[Collected data entries]
___

use eframe::egui::ColorImage;
use image::imageops::FilterType;

use crate::error::AppError;

/// Size the thumbnail is scaled to for the preview panel
pub const THUMBNAIL_SIZE: (u32, u32) = (200, 120);

/// Downloads and decodes a video thumbnail. Blocking; run it off the UI thread.
pub fn fetch_thumbnail(url: &str) -> Result<ColorImage, AppError> {
    // Perform a blocking HTTP GET request
    let bytes = reqwest::blocking::get(url)
        .and_then(|resp| resp.error_for_status())
        .and_then(|resp| resp.bytes())
        .map_err(|e| AppError::Thumbnail(e.to_string()))?;
    decode_thumbnail(&bytes)
}

/// Decodes image bytes into a preview-sized RGBA image for egui
pub fn decode_thumbnail(bytes: &[u8]) -> Result<ColorImage, AppError> {
    let (w, h) = THUMBNAIL_SIZE;
    let img = image::load_from_memory(bytes)
        .map_err(|e| AppError::Thumbnail(e.to_string()))?
        .resize_exact(w, h, FilterType::Lanczos3)
        .to_rgba8();
    let size = [img.width() as usize, img.height() as usize];
    // Create a ColorImage from the raw RGBA bytes without premultiplying alpha
    Ok(ColorImage::from_rgba_unmultiplied(size, img.as_raw()))
}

___

Repeat the entries word for word. Skip none of them.

use eframe::egui::ColorImage;
use image::imageops::FilterType;

use crate::error::AppError;

/// Size the thumbnail is scaled to for the preview panel
pub const THUMBNAIL_SIZE: (u32, u32) = (200, 120);

/// Downloads and decodes a video thumbnail. Blocking; run it off the UI thread.
pub fn fetch_thumbnail(url: &str) -> Result<ColorImage, AppError> {
    // Perform a blocking HTTP GET request
    let bytes = reqwest::blocking::get(url)
        .and_then(|resp| resp.error_for_status())
        .and_then(|resp| resp.bytes())
        .map_err(|e| AppError::Thumbnail(e.to_string()))?;
    decode_thumbnail(&bytes)
}

/// Decodes image bytes into a preview-sized RGBA image for egui
pub fn decode_thumbnail(bytes: &[u8]) -> Result<ColorImage, AppError> {
    let (w, h) = THUMBNAIL_SIZE;
    let img = image::load_from_memory(bytes)
        .map_err(|e| AppError::Thumbnail(e.to_string()))?
        .resize_exact(w, h, FilterType::Lanczos3)
        .to_rgba8();
    let size = [img.width() as usize, img.height() as usize];
    // Create a ColorImage from the raw RGBA bytes without premultiplying alpha
    Ok(ColorImage::from_rgba_unmultiplied(size, img.as_raw()))
}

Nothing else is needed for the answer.